Почти не поддается консервативному лечению атеросклероз крупных артерий ног. У человека без каких бы то ни было видимых причин начинает болеть левая нога. Боли то проходят, то возникают снова, но с каждым разом приступы становятся продолжительней. Нога «стынет» даже в жару, «немеет», все быстрее устает, боли мешают ходить, после нескольких десятков шагов приходится останавливаться и отдыхать. А потом боли становятся такими резкими, а нога такой холодной, что уже не только ходить — лежать нестерпимо больно. Такому человеку часто грозит ампутация. Особенно страшно, если в процесс вовлечены и сосуды второй ноги.

От ампутации иногда спасает аллопластика. Пластмассовый протез любой нужной длины заменяет закупоренную артерию на участке ее поражения — больной участок выключается из кровообращения, кровь идет по искусственному сосуду.

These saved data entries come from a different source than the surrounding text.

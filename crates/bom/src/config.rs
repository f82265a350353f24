//! Command-line and environment configuration.
//!
//! Every option can also come from the environment; an explicit argument wins.

use std::path::PathBuf;

use clap::{ArgAction, Parser, builder::BoolishValueParser};

use solarops_core::ProjectId;
use solarops_observability::LogFormat;

/// Print the bill of materials and cost report of one project.
#[derive(Debug, Clone, PartialEq, Parser)]
#[command(name = "solarops-bom", version, about, long_about = None)]
pub struct BomConfig {
    /// Project whose bookings are reported.
    #[arg(env = "BOM_PROJECT_ID")]
    pub project_id: ProjectId,

    /// JSON snapshot holding `events` and `materials`.
    #[arg(long, env = "BOM_SNAPSHOT_PATH", default_value = "snapshot.json")]
    pub snapshot_path: PathBuf,

    /// Pretty-print the JSON report.
    #[arg(
        long,
        env = "BOM_PRETTY",
        default_value_t = true,
        action = ArgAction::Set,
        value_parser = BoolishValueParser::new()
    )]
    pub pretty: bool,

    /// Log output format.
    #[arg(long, env = "BOM_LOG_FORMAT", value_enum, default_value_t = LogFormat::Json)]
    pub log_format: LogFormat,
}
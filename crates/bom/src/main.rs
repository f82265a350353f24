use clap::Parser;

use solarops_bom::{BomConfig, run};

fn main() {
    let config = BomConfig::parse();
    solarops_observability::init_with(config.log_format);

    match run(&config) {
        Ok(json) => println!("{json}"),
        Err(err) => {
            tracing::error!(error = %format!("{err:#}"), "report failed");
            std::process::exit(1);
        }
    }
}
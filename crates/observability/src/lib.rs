//! Tracing/logging setup shared by the binaries.

/// Tracing configuration (filters, output format).
pub mod tracing;

pub use crate::tracing::LogFormat;

/// Initialize process-wide tracing with JSON output.
///
/// This is safe to call multiple times; subsequent calls become no-ops.
pub fn init() {
    tracing::init(LogFormat::Json);
}

/// Initialize process-wide tracing with an explicit output format.
pub fn init_with(format: LogFormat) {
    tracing::init(format);
}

В одной клинике человеку преклонного возраста пришлось удалить большой отрезок артерии и заменить его протезом. Через несколько лет человек погиб, попав в автомобильную катастрофу. На вскрытии оказалось, что вставленная трубка выстлана изнутри тонким слоем соединительной ткани. Внутренняя оболочка естественной артерии распространялась и на внутреннюю оболочку протеза так, что невозможно было обнаружить, где кончается одна и где начинается другая.

И все-таки…

Если перевести понятие «аллопластика» с греческого языка дословно, получится: «леплю из другого». Так называли замену собственных тканей или органов сделанными из инородных материалов, в том числе синтетических. Теперь, правда, аллопластикой (точнее, аллотрансплантацией) называют и замену тканей или органов в одном организме другими, взятыми из другого организма того же вида (то, что раньше называли гомопластикой). Но первоначально имелись в виду именно не биологические материалы. И какими бы они ни были инертными, «своими» они стать не могут.

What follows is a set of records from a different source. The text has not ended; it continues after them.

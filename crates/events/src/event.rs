use chrono::{DateTime, Utc};

use solarops_core::ProjectId;

/// A domain-agnostic event.
///
/// Events are:
/// - **immutable** (treat them as facts)
/// - designed to be **append-only**
pub trait Event: Clone + core::fmt::Debug + Send + Sync + 'static {
    /// Stable event name/type identifier (e.g. "bookings.material.booked_out").
    fn event_type(&self) -> &'static str;

    /// When the event occurred (business time).
    fn occurred_at(&self) -> DateTime<Utc>;
}

/// An event that belongs to exactly one project for its whole lifetime.
pub trait ProjectScoped {
    fn project_id(&self) -> &ProjectId;
}
impl Accumulator {
    fn new(event: &MovementEvent) -> Self {
        Self {
            material_id: event.material_id().clone(),
            provenance: event.provenance(),
            quantity_out: 0.0,
            quantity_in: 0.0,
            cost_out: 0.0,
            cost_in: 0.0,
            nonzero_price_sum: 0.0,
            nonzero_price_count: 0,
            event_count: 0,
            first_booked_at: event.occurred_at(),
        }
    }

    fn add(&mut self, event: &MovementEvent) {
        let price = event.effective_unit_price();
        let cost = event.quantity() * price;

        match event.direction() {
            Direction::Out => {
                self.quantity_out += event.quantity();
                self.cost_out += cost;
            }
            Direction::In => {
                self.quantity_in += event.quantity();
                self.cost_in += cost;
            }
        }

        if price != 0.0 {
            self.nonzero_price_sum += price;
            self.nonzero_price_count += 1;
        }

        self.event_count += 1;
        if event.occurred_at() < self.first_booked_at {
            self.first_booked_at = event.occurred_at();
        }
    }

    fn net_quantity(&self) -> f64 {
        self.quantity_out - self.quantity_in
    }

    fn net_cost(&self) -> f64 {
        self.cost_out - self.cost_in
    }

    fn avg_price_per_unit(&self) -> f64 {
        let net_quantity = self.net_quantity();
        if !is_zero_net(net_quantity) {
            return self.net_cost() / net_quantity;
        }
        // IN fully offsets OUT: fall back to the plain mean of recorded prices.
        if self.nonzero_price_count == 0 {
            0.0
        } else {
            self.nonzero_price_sum / self.nonzero_price_count as f64
        }
    }

    fn into_line<C>(self, project_id: &ProjectId, catalog: &C) -> AggregatedLine
    where
        C: MaterialCatalog + ?Sized,
    {
        let details = MaterialDetails::lookup(catalog, &self.material_id);
        let net_quantity = self.net_quantity();
        let net_cost = self.net_cost();
        let avg_price_per_unit = self.avg_price_per_unit();

        AggregatedLine {
            project_id: project_id.clone(),
            material_id: self.material_id,
            provenance: self.provenance,
            description: details.description,
            unit: details.unit,
            items_per_unit: details.items_per_unit,
            net_quantity,
            net_cost,
            avg_price_per_unit,
            event_count: self.event_count,
            first_booked_at: self.first_booked_at,
        }
    }
}
//! Partition of aggregated lines into the three BOM buckets.

use serde::Serialize;

use crate::aggregator::AggregatedLine;
use crate::movement::Provenance;

/// Aggregated lines grouped by provenance, each bucket in aggregator order.
#[derive(Debug, Clone, Default, PartialEq, Serialize)]
pub struct BomSplit {
    pub manual: Vec<AggregatedLine>,
    pub configured: Vec<AggregatedLine>,
    pub auto: Vec<AggregatedLine>,
}

/// A line with its position in the continuous BOM listing.
#[derive(Debug, Clone, Copy, PartialEq, Serialize)]
pub struct NumberedLine<'a> {
    /// 1-based, continuous across buckets.
    pub position: usize,
    pub line: &'a AggregatedLine,
}

/// Per-bucket sums for the cost breakdown.
#[derive(Debug, Clone, Copy, Default, PartialEq, Serialize)]
#[serde(rename_all = "camelCase")]
pub struct BucketTotals {
    pub line_count: usize,
    pub net_quantity: f64,
    pub net_cost: f64,
}

/// Stable partition by `provenance`. Nothing is merged or reclassified.
pub fn split(lines: Vec<AggregatedLine>) -> BomSplit {
    let mut out = BomSplit::default();
    for line in lines {
        match line.provenance {
            Provenance::Manual => out.manual.push(line),
            Provenance::Configured => out.configured.push(line),
            Provenance::Auto => out.auto.push(line),
        }
    }
    out
}

impl BomSplit {
    pub fn bucket(&self, provenance: Provenance) -> &[AggregatedLine] {
        match provenance {
            Provenance::Manual => &self.manual,
            Provenance::Configured => &self.configured,
            Provenance::Auto => &self.auto,
        }
    }

    pub fn len(&self) -> usize {
        self.manual.len() + self.configured.len() + self.auto.len()
    }

    pub fn is_empty(&self) -> bool {
        self.len() == 0
    }

    /// Manual, then configured, then auto.
    pub fn iter(&self) -> impl Iterator<Item = &AggregatedLine> {
        Provenance::ALL
            .into_iter()
            .flat_map(move |p| self.bucket(p).iter())
    }

    pub fn into_lines(self) -> Vec<AggregatedLine> {
        let mut lines = self.manual;
        lines.extend(self.configured);
        lines.extend(self.auto);
        lines
    }

    /// Positions for rendering all buckets as one listing.
    ///
    /// Each bucket continues numbering where the previous one stopped.
    pub fn numbered(&self) -> Vec<NumberedLine<'_>> {
        self.iter()
            .enumerate()
            .map(|(i, line)| NumberedLine {
                position: i + 1,
                line,
            })
            .collect()
    }

    /// First position of a bucket in the continuous listing, if it has lines.
    pub fn first_position(&self, provenance: Provenance) -> Option<usize> {
        if self.bucket(provenance).is_empty() {
            return None;
        }
        let before: usize = Provenance::ALL
            .into_iter()
            .take_while(|p| *p != provenance)
            .map(|p| self.bucket(p).len())
            .sum();
        Some(before + 1)
    }

    pub fn totals(&self, provenance: Provenance) -> BucketTotals {
        self.bucket(provenance)
            .iter()
            .fold(BucketTotals::default(), |mut acc, line| {
                acc.line_count += 1;
                acc.net_quantity += line.net_quantity;
                acc.net_cost += line.net_cost;
                acc
            })
    }

    pub fn grand_total_cost(&self) -> f64 {
        Provenance::ALL
            .into_iter()
            .map(|p| self.totals(p).net_cost)
            .sum()
    }
}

Аллопластика не оказалась идеальным средством для замещения сосудов. Медики не считают, что полностью разрешили эту чрезвычайно трудную задачу реконструктивной хирургии. Конечно, лучше использовать настоящие сосуды, взятые от умершего человека, биологически они ближе организму. Их можно стерилизовать, замораживать, высушивать, консервировать… И опять возникает «но» — помимо того, что такие трансплантаты можно выкраивать только незначительной длины и не всякой формы, помимо того, что стерилизация оказывается не всегда абсолютно надежной — их просто негде брать в достаточном количестве. Да и они тоже — не «свои».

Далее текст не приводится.